Stored dataset items
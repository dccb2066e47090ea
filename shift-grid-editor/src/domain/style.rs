use grid_features::DayKind;
use serde::{Deserialize, Serialize};

#[derive(Debug, Clone, Copy, PartialEq, Eq, Hash)]
pub struct Rgb(pub u8, pub u8, pub u8);

impl Rgb {
    pub const WHITE: Rgb = Rgb(0xff, 0xff, 0xff);

    /// `#rgb` / `#rrggbb` / `rgb(r, g, b)` / `rgba(r, g, b, a)` を受け付ける
    pub fn parse(text: &str) -> Option<Self> {
        let text = text.trim();
        if let Some(hex) = text.strip_prefix('#') {
            return Self::parse_hex(hex);
        }
        let inner = text
            .strip_prefix("rgba(")
            .or_else(|| text.strip_prefix("rgb("))?
            .strip_suffix(')')?;
        let mut parts = inner.split(',').map(|p| p.trim().parse::<u8>());
        let r = parts.next()?.ok()?;
        let g = parts.next()?.ok()?;
        let b = parts.next()?.ok()?;
        Some(Rgb(r, g, b))
    }

    fn parse_hex(hex: &str) -> Option<Self> {
        if !hex.is_ascii() {
            return None;
        }
        match hex.len() {
            3 => {
                let digit = |i: usize| u8::from_str_radix(&hex[i..i + 1], 16).ok().map(|v| v * 17);
                Some(Rgb(digit(0)?, digit(1)?, digit(2)?))
            }
            6 => {
                let byte = |i: usize| u8::from_str_radix(&hex[i..i + 2], 16).ok();
                Some(Rgb(byte(0)?, byte(2)?, byte(4)?))
            }
            _ => None,
        }
    }

    /// 0.0〜1.0 の成分 (PDF用)
    pub fn unit(&self) -> [f32; 3] {
        [self.0 as f32 / 255.0, self.1 as f32 / 255.0, self.2 as f32 / 255.0]
    }
}

impl std::fmt::Display for Rgb {
    fn fmt(&self, f: &mut std::fmt::Formatter<'_>) -> std::fmt::Result {
        write!(f, "#{:02x}{:02x}{:02x}", self.0, self.1, self.2)
    }
}

/// セル1つの見た目
#[derive(Debug, Clone, Copy, PartialEq, Eq)]
pub struct CellStyle {
    pub background: Rgb,
    pub text: Rgb,
}

/// 画面・PDFで共通に使う見た目の定義。
/// 画面の計算済みスタイルは読まず、ここから直接描く
#[derive(Debug, Clone, PartialEq, Serialize, Deserialize)]
#[serde(default, rename_all = "camelCase")]
pub struct StyleTable {
    pub cell_background: String,
    pub cell_text: String,
    pub header_background: String,
    pub header_text: String,
    pub saturday_text: String,
    pub sunday_text: String,
    pub border: String,
    pub clear_button_text: String,

    pub date_column_width: f32,
    pub cell_min_width: f32,
    pub cell_height: f32,
    pub header_height: f32,
    pub cell_padding: f32,
    pub header_font_px: f32,
    pub body_font_px: f32,
    pub title_font_px: f32,
    pub title_margin_bottom: f32,
    pub page_padding: f32,
}

impl Default for StyleTable {
    fn default() -> Self {
        Self {
            cell_background: "#fff".to_string(),
            cell_text: "#333".to_string(),
            header_background: "#f0f0f0".to_string(),
            header_text: "#333".to_string(),
            saturday_text: "#3498db".to_string(),
            sunday_text: "#e74c3c".to_string(),
            border: "#888".to_string(),
            clear_button_text: "#e74c3c".to_string(),

            date_column_width: 50.0,
            cell_min_width: 30.0,
            cell_height: 30.0,
            header_height: 24.0,
            cell_padding: 2.0,
            header_font_px: 16.0,
            body_font_px: 14.0,
            title_font_px: 24.0,
            title_margin_bottom: 20.0,
            page_padding: 20.0,
        }
    }
}

impl StyleTable {
    /// 未知・空のラベル用 (白背景 + 既定の文字色)
    pub fn default_cell(&self) -> CellStyle {
        CellStyle {
            background: color_or(&self.cell_background, Rgb::WHITE),
            text: self.text_color(),
        }
    }

    pub fn text_color(&self) -> Rgb {
        color_or(&self.cell_text, Rgb(0x33, 0x33, 0x33))
    }

    pub fn header(&self) -> CellStyle {
        CellStyle {
            background: color_or(&self.header_background, Rgb::WHITE),
            text: color_or(&self.header_text, Rgb(0x33, 0x33, 0x33)),
        }
    }

    /// 日付セル。土日は文字色を変える
    pub fn day_cell(&self, kind: DayKind) -> CellStyle {
        let text = match kind {
            DayKind::Saturday => color_or(&self.saturday_text, self.text_color()),
            DayKind::Sunday => color_or(&self.sunday_text, self.text_color()),
            DayKind::Weekday => self.text_color(),
        };
        CellStyle {
            background: Rgb::WHITE,
            text,
        }
    }

    pub fn border_color(&self) -> Rgb {
        color_or(&self.border, Rgb(0x88, 0x88, 0x88))
    }
}

/// フォントを読まずに見積もる文字列幅 (px)。
/// 全角相当は1em、半角は0.6em
pub fn estimate_text_width(text: &str, font_px: f32) -> f32 {
    text.chars()
        .map(|c| if c.is_ascii() || is_halfwidth_kana(c) { 0.6 } else { 1.0 })
        .sum::<f32>()
        * font_px
}

fn is_halfwidth_kana(c: char) -> bool {
    ('\u{ff61}'..='\u{ff9f}').contains(&c)
}

fn color_or(text: &str, fallback: Rgb) -> Rgb {
    Rgb::parse(text).unwrap_or(fallback)
}
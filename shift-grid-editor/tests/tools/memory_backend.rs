// メモリ上で動く偽のAPIサーバー
// 送られてきたリクエストを記録し、アクションごとに用意した応答を返す

use std::collections::{HashMap, VecDeque};
use std::sync::Mutex;

use serde_json::{json, Value};
use shift_grid_editor::{ApiError, Transport};

pub const PASSWORD: &str = "secret";

#[derive(Default)]
struct Inner {
    staff: Vec<String>,
    shifts: Vec<Value>,
    /// (date, staff, shift)
    assignments: Vec<(String, String, String)>,
    requests: Vec<Value>,
    /// アクション名 -> 1回分の差し替え応答
    overrides: HashMap<String, VecDeque<Result<String, ApiError>>>,
}

#[derive(Default)]
pub struct MemoryBackend {
    inner: Mutex<Inner>,
}

impl MemoryBackend {
    pub fn new() -> Self {
        Self::default()
    }

    pub fn with_staff(self, names: &[&str]) -> Self {
        self.inner.lock().unwrap().staff = names.iter().map(|s| s.to_string()).collect();
        self
    }

    pub fn with_shift_type(self, label: &str, color: &str) -> Self {
        self.inner
            .lock()
            .unwrap()
            .shifts
            .push(json!({ "label": label, "color": color }));
        self
    }

    pub fn with_assignment(self, date: &str, staff: &str, shift: &str) -> Self {
        self.inner
            .lock()
            .unwrap()
            .assignments
            .push((date.to_string(), staff.to_string(), shift.to_string()));
        self
    }

    /// 次の1回だけ、このアクションに生の本文を返す
    pub fn respond_raw(&self, action: &str, body: &str) {
        self.push_override(action, Ok(body.to_string()));
    }

    /// 次の1回だけ、このアクションを通信失敗にする
    pub fn fail_transport(&self, action: &str, message: &str) {
        self.push_override(action, Err(ApiError::Transport(message.to_string())));
    }

    fn push_override(&self, action: &str, response: Result<String, ApiError>) {
        self.inner
            .lock()
            .unwrap()
            .overrides
            .entry(action.to_string())
            .or_default()
            .push_back(response);
    }

    pub fn requests(&self) -> Vec<Value> {
        self.inner.lock().unwrap().requests.clone()
    }

    pub fn actions(&self) -> Vec<String> {
        self.requests()
            .iter()
            .map(|r| r["action"].as_str().unwrap_or_default().to_string())
            .collect()
    }

    pub fn staff(&self) -> Vec<String> {
        self.inner.lock().unwrap().staff.clone()
    }

    pub fn assignments(&self) -> Vec<(String, String, String)> {
        self.inner.lock().unwrap().assignments.clone()
    }

    fn handle(&self, body: &str) -> Result<String, ApiError> {
        let request: Value = serde_json::from_str(body).expect("request body is JSON");
        let mut inner = self.inner.lock().unwrap();
        inner.requests.push(request.clone());

        let action = request["action"].as_str().unwrap_or_default().to_string();
        if let Some(response) = inner.overrides.get_mut(&action).and_then(VecDeque::pop_front) {
            return response;
        }

        let response = match action.as_str() {
            "login" => {
                if request["password"] == PASSWORD {
                    ok(json!({}))
                } else {
                    error("パスワードが違います")
                }
            }
            "getConfig" => ok(json!({ "staff": inner.staff, "shifts": inner.shifts })),
            "getShifts" => {
                let prefix = format!(
                    "{}-{:02}-",
                    request["year"].as_i64().unwrap_or_default(),
                    request["month"].as_i64().unwrap_or_default()
                );
                let data: Vec<Value> = inner
                    .assignments
                    .iter()
                    .filter(|(date, _, _)| date.starts_with(&prefix))
                    .map(|(date, staff, shift)| json!({ "date": date, "staff": staff, "shift": shift }))
                    .collect();
                ok(json!({ "data": data }))
            }
            "saveShifts" => {
                let payload = request["payload"].as_array().cloned().unwrap_or_default();
                for item in payload {
                    let date = item["date"].as_str().unwrap_or_default().to_string();
                    let staff = item["staff"].as_str().unwrap_or_default().to_string();
                    let shift = item["shift"].as_str().unwrap_or_default().to_string();
                    inner.assignments.retain(|(d, s, _)| !(d == &date && s == &staff));
                    inner.assignments.push((date, staff, shift));
                }
                ok(json!({}))
            }
            "addStaff" => {
                let name = request["name"].as_str().unwrap_or_default().to_string();
                if inner.staff.contains(&name) {
                    error("既に登録されています")
                } else {
                    inner.staff.push(name);
                    ok(json!({}))
                }
            }
            "deleteStaff" => {
                let name = request["name"].as_str().unwrap_or_default();
                inner.staff.retain(|s| s != name);
                ok(json!({}))
            }
            "saveSetting" => {
                inner.shifts.push(json!({ "label": request["label"], "color": request["color"] }));
                ok(json!({}))
            }
            "deleteSetting" => {
                let label = request["label"].clone();
                inner.shifts.retain(|s| s["label"] != label);
                ok(json!({}))
            }
            other => error(&format!("unknown action: {}", other)),
        };
        Ok(response.to_string())
    }
}

fn ok(mut body: Value) -> Value {
    body["status"] = json!("success");
    body
}

fn error(message: &str) -> Value {
    json!({ "status": "error", "message": message })
}

impl Transport for MemoryBackend {
    async fn post(&self, body: String) -> Result<String, ApiError> {
        self.handle(&body)
    }
}
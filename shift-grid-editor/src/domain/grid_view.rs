// --- 画面のシフト表 ---
//
// AppState から表全体を作り直す。部分更新はしない。
// 描画そのものはホスト側で、ここでは各セルの値・色・選択状態と座標だけを持つ

use chrono::NaiveDate;
use grid_features::{CellId, CellLocator, CellSelection, DayKind, Point};

use crate::domain::state::AppState;
use crate::domain::style::{estimate_text_width, CellStyle, StyleTable};

pub const DATE_HEADER: &str = "日";
pub const EMPTY_ROSTER_MESSAGE: &str = "スタッフがいません。上の編集ボタンから追加してください。";

#[derive(Debug, Clone, PartialEq)]
pub struct GridCell {
    pub id: CellId,
    pub value: String,
    pub style: CellStyle,
    /// 選択ハイライト。CellSelection から毎回導出する
    pub selected: bool,
}

#[derive(Debug, Clone, PartialEq)]
pub struct DayRow {
    pub day: u32,
    pub date: NaiveDate,
    pub kind: DayKind,
    pub style: CellStyle,
    pub cells: Vec<GridCell>,
}

/// 列幅・行高 (px, 表の左上が原点)
#[derive(Debug, Clone, PartialEq, Default)]
pub struct GridGeometry {
    pub date_column_width: f32,
    pub column_widths: Vec<f32>,
    pub header_height: f32,
    pub row_height: f32,
}

impl GridGeometry {
    pub fn width(&self) -> f32 {
        self.date_column_width + self.column_widths.iter().sum::<f32>()
    }

    pub fn height(&self, rows: usize) -> f32 {
        self.header_height + self.row_height * rows as f32
    }

    /// 点がどのデータセル (行, 列) の上にあるか
    fn locate(&self, point: Point, rows: usize) -> Option<(usize, usize)> {
        if point.x < self.date_column_width || point.y < self.header_height || self.row_height <= 0.0 {
            return None;
        }
        let row = ((point.y - self.header_height) / self.row_height) as usize;
        if row >= rows {
            return None;
        }
        let mut right = self.date_column_width;
        for (col, width) in self.column_widths.iter().enumerate() {
            right += width;
            if point.x < right {
                return Some((row, col));
            }
        }
        None
    }
}

#[derive(Debug, Clone, PartialEq)]
pub struct GridView {
    /// 「日」+ スタッフ名 (名簿順)
    pub header: Vec<String>,
    pub header_style: CellStyle,
    pub rows: Vec<DayRow>,
    /// スタッフが0人の時だけ表の代わりに出すメッセージ
    pub placeholder: Option<&'static str>,
    pub geometry: GridGeometry,
    /// 画面上部の「n月」
    pub month_label: String,
}

impl GridView {
    /// 行は読み込み済みの割り当ての月から作る
    pub fn render(state: &AppState, style: &StyleTable) -> Self {
        let period = state.sheet.period();
        let month_label = format!("{}月", period.month);
        let header_style = style.header();

        if state.roster.is_empty() {
            return Self {
                header: Vec::new(),
                header_style,
                rows: Vec::new(),
                placeholder: Some(EMPTY_ROSTER_MESSAGE),
                geometry: GridGeometry::default(),
                month_label,
            };
        }

        let mut header = Vec::with_capacity(state.roster.len() + 1);
        header.push(DATE_HEADER.to_string());
        header.extend(state.roster.iter().map(|s| s.name.clone()));

        let rows: Vec<DayRow> = period
            .dates()
            .enumerate()
            .map(|(i, date)| {
                let kind = DayKind::of(date);
                let cells = state
                    .roster
                    .iter()
                    .map(|staff| {
                        let id = CellId::new(date, staff.name.clone());
                        let value = state.sheet.value(&id).to_string();
                        GridCell {
                            style: state.palette.style_for(&value, style),
                            selected: state.selection.contains(&id),
                            value,
                            id,
                        }
                    })
                    .collect();
                DayRow {
                    day: i as u32 + 1,
                    date,
                    kind,
                    style: style.day_cell(kind),
                    cells,
                }
            })
            .collect();

        let column_widths = state
            .roster
            .iter()
            .map(|staff| {
                let text = estimate_text_width(&staff.name, style.header_font_px) + style.cell_padding * 2.0;
                text.max(style.cell_min_width)
            })
            .collect();

        Self {
            header,
            header_style,
            rows,
            placeholder: None,
            geometry: GridGeometry {
                date_column_width: style.date_column_width,
                column_widths,
                header_height: style.header_height,
                row_height: style.cell_height,
            },
            month_label,
        }
    }

    pub fn row_count(&self) -> usize {
        self.rows.len()
    }

    pub fn cell(&self, id: &CellId) -> Option<&GridCell> {
        self.rows
            .iter()
            .find(|row| row.date == id.date)
            .and_then(|row| row.cells.iter().find(|c| c.id.staff == id.staff))
    }

    /// 選択が変わったらハイライトを付け直す
    pub fn sync_selection(&mut self, selection: &CellSelection) {
        for cell in self.rows.iter_mut().flat_map(|row| row.cells.iter_mut()) {
            cell.selected = selection.contains(&cell.id);
        }
    }

    pub fn selected_cells(&self) -> impl Iterator<Item = &GridCell> {
        self.rows.iter().flat_map(|row| row.cells.iter()).filter(|c| c.selected)
    }
}

impl CellLocator for GridView {
    fn cell_at(&self, point: Point) -> Option<CellId> {
        let (row, col) = self.geometry.locate(point, self.rows.len())?;
        self.rows.get(row)?.cells.get(col).map(|c| c.id.clone())
    }
}
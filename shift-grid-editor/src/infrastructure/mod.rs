pub mod api_client;
pub mod dto;
pub mod pdf_writer;
pub mod rasterizer;
pub mod transport;
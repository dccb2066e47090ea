pub mod export_table;
pub mod grid_view;
pub mod models;
pub mod state;
pub mod style;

> Action item: Only certain lines are wanted. Please return exactly those from the top of the data through the line with "pub fn unit(&self)".

> Result:
repository dccb2066e47090ea
filename shift-grid-editor/src/domain/style.rs
use grid_features::DayKind;
use serde::{Deserialize, Serialize};

#[derive(Debug, Clone, Copy, PartialEq, Eq, Hash)]
pub struct Rgb(pub u8, pub u8, pub u8);

impl Rgb {
    pub const WHITE: Rgb = Rgb(0xff, 0xff, 0xff);

    /// `#rgb` / `#rrggbb` / `rgb(r, g, b)` / `rgba(r, g, b, a)` を受け付ける
    pub fn parse(text: &str) -> Option<Self> {
        let text = text.trim();
        if let Some(hex) = text.strip_prefix('#') {
            return Self::parse_hex(hex);
        }
        let inner = text
            .strip_prefix("rgba(")
            .or_else(|| text.strip_prefix("rgb("))?
            .strip_suffix(')')?;
        let mut parts = inner.split(',').map(|p| p.trim().parse::<u8>());
        let r = parts.next()?.ok()?;
        let g = parts.next()?.ok()?;
        let b = parts.next()?.ok()?;
        Some(Rgb(r, g, b))
    }

    fn parse_hex(hex: &str) -> Option<Self> {
        if !hex.is_ascii() {
            return None;
        }
        match hex.len() {
            3 => {
                let digit = |i: usize| u8::from_str_radix(&hex[i..i + 1], 16).ok().map(|v| v * 17);
                Some(Rgb(digit(0)?, digit(1)?, digit(2)?))
            }
            6 => {
                let byte = |i: usize| u8::from_str_radix(&hex[i..i + 2], 16).ok();
                Some(Rgb(byte(0)?, byte(2)?, byte(4)?))
            }
            _ => None,
        }
    }

    /// 0.0〜1.0 の成分 (PDF用)
    pub fn unit(&self) -> [f32; 3] {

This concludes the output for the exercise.